"Attempting to burrow and disappear into admiration of certain works of art, I tried to make such deep and pure identification that my intergrity as a human self would become optional, a vestige of my relationship to the art. I wanted to submit and submerge, even die a little. I developed a preference among others, for art that required endurance, that mimicked a galactic endlessness and wore out the nonbelievers.....By trying to export myself into a place that didn't fully exist, I was asking works of art to bear my expectation that they could be better than life, that they could redeem life. I asked too much of them: I asked them also to be both safer than life and fuller, a better family. That, they couldn't be. At the depths I'd plumb them, so many perfectly sufficient works of art become thin, anemic. I sucked the juice out of what I loved until I found myself in a desert, sucking rocks for water."
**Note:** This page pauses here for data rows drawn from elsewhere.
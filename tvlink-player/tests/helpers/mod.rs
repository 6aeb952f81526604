//! Shared test fixtures: a recording engine backend and recording observers.

#![allow(dead_code)]

use std::sync::atomic::{AtomicUsize, Ordering};
use std::sync::{Arc, Mutex};

use tvlink_common::events::{
    ConnectionChange, DataFormat, DataKind, PlayInfo, PlaybackStatus, PlayerState,
};
use tvlink_common::media::{
    Codec, Container, MediaDescription, MediaTrack, TeletextPage, TeletextPageKind, TrackDetail,
};
use tvlink_common::ErrorCode;
use tvlink_player::{
    DataConsumer, EngineBackend, EngineResult, OutputId, PlayerObserver, TeletextLink, VolumeLevel,
};

pub fn init_logging() {
    let _ = tracing_subscriber::fmt().with_test_writer().try_init();
}

/// Recording in-memory engine. Every command appends one line to `calls`;
/// `fail_next` makes exactly the next gated command fail with the given
/// code.
pub struct FakeEngine {
    calls: Mutex<Vec<String>>,
    fail_next: Mutex<Option<ErrorCode>>,
    media: Mutex<MediaDescription>,
    pub init_calls: AtomicUsize,
    pub media_fetches: AtomicUsize,
}

impl FakeEngine {
    pub fn new() -> Arc<Self> {
        Arc::new(FakeEngine {
            calls: Mutex::new(Vec::new()),
            fail_next: Mutex::new(None),
            media: Mutex::new(sample_media()),
            init_calls: AtomicUsize::new(0),
            media_fetches: AtomicUsize::new(0),
        })
    }

    pub fn fail_next(&self, code: ErrorCode) {
        *self.fail_next.lock().unwrap() = Some(code);
    }

    pub fn set_media(&self, desc: MediaDescription) {
        *self.media.lock().unwrap() = desc;
    }

    pub fn calls(&self) -> Vec<String> {
        self.calls.lock().unwrap().clone()
    }

    pub fn last_call(&self) -> Option<String> {
        self.calls.lock().unwrap().last().cloned()
    }

    fn record(&self, call: String) {
        self.calls.lock().unwrap().push(call);
    }

    fn gate(&self) -> EngineResult<()> {
        match self.fail_next.lock().unwrap().take() {
            Some(code) => Err(code),
            None => Ok(()),
        }
    }
}

impl EngineBackend for FakeEngine {
    fn init(&self) -> EngineResult<()> {
        self.init_calls.fetch_add(1, Ordering::SeqCst);
        self.gate()
    }

    fn deinit(&self) -> EngineResult<()> {
        self.record("deinit".to_string());
        Ok(())
    }

    fn version(&self) -> String {
        "fake-engine 1.0".to_string()
    }

    fn start(&self, out: OutputId, uri: &str, extras: Option<&str>) -> EngineResult<()> {
        self.record(format!("start {out} {uri} {}", extras.unwrap_or("-")));
        self.gate()
    }

    fn stop(&self, out: OutputId) -> EngineResult<()> {
        self.record(format!("stop {out}"));
        self.gate()
    }

    fn buffer(&self, out: OutputId, start: bool) -> EngineResult<()> {
        self.record(format!("buffer {out} {start}"));
        self.gate()
    }

    fn trick_play(&self, out: OutputId, offset_secs: i64, speed: i16) -> EngineResult<()> {
        self.record(format!("trick_play {out} {offset_secs} {speed}"));
        self.gate()
    }

    fn media_description(&self, out: OutputId) -> EngineResult<MediaDescription> {
        self.record(format!("media_description {out}"));
        self.media_fetches.fetch_add(1, Ordering::SeqCst);
        self.gate()?;
        Ok(self.media.lock().unwrap().clone())
    }

    fn select_track(&self, out: OutputId, id: u32, on: bool) -> EngineResult<()> {
        self.record(format!("select_track {out} {id} {on}"));
        self.gate()
    }

    fn set_teletext_enabled(&self, out: OutputId, enable: bool) -> EngineResult<()> {
        self.record(format!("set_teletext_enabled {out} {enable}"));
        self.gate()
    }

    fn set_teletext_page(&self, out: OutputId, page: u16, subpage: u16) -> EngineResult<()> {
        self.record(format!("set_teletext_page {out} {page} {subpage}"));
        self.gate()
    }

    fn teletext_page(&self, out: OutputId) -> EngineResult<(u16, u16)> {
        self.record(format!("teletext_page {out}"));
        self.gate()?;
        Ok((100, 0))
    }

    fn teletext_linked_page(&self, out: OutputId, link: TeletextLink) -> EngineResult<u16> {
        self.record(format!("teletext_linked_page {out} {link:?}"));
        self.gate()?;
        Ok(match link {
            TeletextLink::NextPage => 101,
            TeletextLink::PreviousPage => 99,
            _ => 200,
        })
    }

    fn set_teletext_transparency(&self, out: OutputId, alpha: u8) -> EngineResult<()> {
        self.record(format!("set_teletext_transparency {out} {alpha}"));
        self.gate()
    }

    fn set_subtitles_enabled(&self, out: OutputId, enable: bool) -> EngineResult<()> {
        self.record(format!("set_subtitles_enabled {out} {enable}"));
        self.gate()
    }

    fn setup_video(
        &self,
        out: OutputId,
        x: u32,
        y: u32,
        width: u32,
        height: u32,
    ) -> EngineResult<()> {
        self.record(format!("setup_video {out} {x} {y} {width} {height}"));
        self.gate()
    }

    fn set_audio_passthrough(&self, out: OutputId, enable: bool) -> EngineResult<()> {
        self.record(format!("set_audio_passthrough {out} {enable}"));
        self.gate()
    }

    fn set_volume_leveling(
        &self,
        out: OutputId,
        enable: bool,
        level: VolumeLevel,
    ) -> EngineResult<()> {
        self.record(format!("set_volume_leveling {out} {enable} {level:?}"));
        self.gate()
    }
}

/// Player observer that records everything it receives.
#[derive(Default)]
pub struct RecordingObserver {
    pub states: Mutex<Vec<PlayerState>>,
    pub errors: Mutex<Vec<ErrorCode>>,
    pub play_infos: Mutex<Vec<PlayInfo>>,
    pub playback_statuses: Mutex<Vec<PlaybackStatus>>,
    pub connections: Mutex<Vec<ConnectionChange>>,
}

impl RecordingObserver {
    pub fn new() -> Arc<Self> {
        Arc::new(RecordingObserver::default())
    }

    pub fn states(&self) -> Vec<PlayerState> {
        self.states.lock().unwrap().clone()
    }

    pub fn errors(&self) -> Vec<ErrorCode> {
        self.errors.lock().unwrap().clone()
    }

    pub fn play_infos(&self) -> Vec<PlayInfo> {
        self.play_infos.lock().unwrap().clone()
    }

    pub fn playback_statuses(&self) -> Vec<PlaybackStatus> {
        self.playback_statuses.lock().unwrap().clone()
    }

    pub fn connections(&self) -> Vec<ConnectionChange> {
        self.connections.lock().unwrap().clone()
    }
}

impl PlayerObserver for RecordingObserver {
    fn on_state_changed(&self, state: PlayerState) {
        self.states.lock().unwrap().push(state);
    }

    fn on_play_info(&self, info: &PlayInfo) {
        self.play_infos.lock().unwrap().push(*info);
    }

    fn on_playback_status(&self, status: PlaybackStatus) {
        self.playback_statuses.lock().unwrap().push(status);
    }

    fn on_error(&self, code: ErrorCode) {
        self.errors.lock().unwrap().push(code);
    }

    fn on_connection_changed(&self, change: &ConnectionChange) {
        self.connections.lock().unwrap().push(*change);
    }
}

/// Data consumer that records payloads; optionally reports a fixed failure.
pub struct RecordingConsumer {
    pub payloads: Mutex<Vec<(DataKind, DataFormat, Vec<u8>)>>,
    pub fail_with: Option<ErrorCode>,
}

impl RecordingConsumer {
    pub fn new() -> Arc<Self> {
        Arc::new(RecordingConsumer {
            payloads: Mutex::new(Vec::new()),
            fail_with: None,
        })
    }

    pub fn failing(code: ErrorCode) -> Arc<Self> {
        Arc::new(RecordingConsumer {
            payloads: Mutex::new(Vec::new()),
            fail_with: Some(code),
        })
    }

    pub fn payloads(&self) -> Vec<(DataKind, DataFormat, Vec<u8>)> {
        self.payloads.lock().unwrap().clone()
    }
}

impl DataConsumer for RecordingConsumer {
    fn on_data(&self, kind: DataKind, format: DataFormat, payload: &[u8]) -> EngineResult<()> {
        self.payloads
            .lock()
            .unwrap()
            .push((kind, format, payload.to_vec()));
        match self.fail_with {
            Some(code) => Err(code),
            None => Ok(()),
        }
    }
}

/// Typical broadcast service: one video, two audio, one teletext track.
pub fn sample_media() -> MediaDescription {
    MediaDescription {
        container: Container::MpegTs,
        tracks: vec![
            MediaTrack {
                id: 101,
                codec: Codec::H264,
                selected: true,
                detail: TrackDetail::Video {
                    width: 1280,
                    height: 720,
                },
            },
            MediaTrack {
                id: 201,
                codec: Codec::Aac,
                selected: true,
                detail: TrackDetail::Audio {
                    lang: "ger".to_string(),
                    sample_rate: 48000,
                    channels: 2,
                },
            },
            MediaTrack {
                id: 202,
                codec: Codec::Ac3,
                selected: false,
                detail: TrackDetail::Audio {
                    lang: "eng".to_string(),
                    sample_rate: 48000,
                    channels: 6,
                },
            },
            MediaTrack {
                id: 301,
                codec: Codec::Teletext,
                selected: false,
                detail: TrackDetail::Teletext {
                    pages: vec![TeletextPage {
                        kind: TeletextPageKind::Subtitles,
                        lang: "ger".to_string(),
                        page: 777,
                    }],
                },
            },
        ],
    }
}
Damn you, Jonathan Lethem and your New Yorker article, "Beards", that made me cry last night while reading.
Ah, Friday night and I'm on livejournal. I'm a rockstar.
( illness and writing )
Damon's in town and this morning I took him to Cozy Corner for brunch. My first real outing of the week, and it felt good to walk that far, even if I was a little tired after each trip. The food was really good and hit the spot, and when I left the hostess talked to me by name and asked about my meal. She remembered my name from when we came in and asked for a table. And this place was busy. I was a little touched. We spent most of the afternoon napping on the couch or watching My Neighbor Totoro.
This weekend is about plugging away at the paper (five minutes an hour!) and helping out DYA if/when I'm able to that she doesn't spontaneously combust. But I think she'll be pleasantly surprised with how fantastic it will all turn out, assuming she's awake to notice it.